Stored items

//! Slash commands accepted on the input line.

/// A parsed `/command`.
#[derive(Debug, Clone, PartialEq, Eq)]
pub enum Command {
    /// Toggle speech capture.
    Listen,
    /// Interrupt the reply being spoken.
    Stop,
    Status,
    History,
    Help,
    Quit,
    Unknown(String),
}

impl Command {
    /// Parse an input line. Returns `None` for ordinary chat text.
    pub fn parse(line: &str) -> Option<Command> {
        let name = line.trim().strip_prefix('/')?;
        let name = name.split_whitespace().next().unwrap_or("");
        let command = match name.to_lowercase().as_str() {
            "listen" | "mic" => Command::Listen,
            "stop" => Command::Stop,
            "status" => Command::Status,
            "history" => Command::History,
            "help" | "?" => Command::Help,
            "quit" | "exit" => Command::Quit,
            other => Command::Unknown(other.to_string()),
        };
        Some(command)
    }
}

pub const HELP: &str = "\
Type a message and press Enter.
  /listen   start or stop listening
  /stop     stop the spoken reply
  /status   show listening and speaking state
  /history  show the conversation so far
  /quit     leave";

§ **Instructions for the task**:
At the line containing "and speaking state", start copying. Continue exactly through the final line of the entries above and stop there.

§ **Task result**:
  /status   show listening and speaking state
  /history  show the conversation so far
  /quit     leave";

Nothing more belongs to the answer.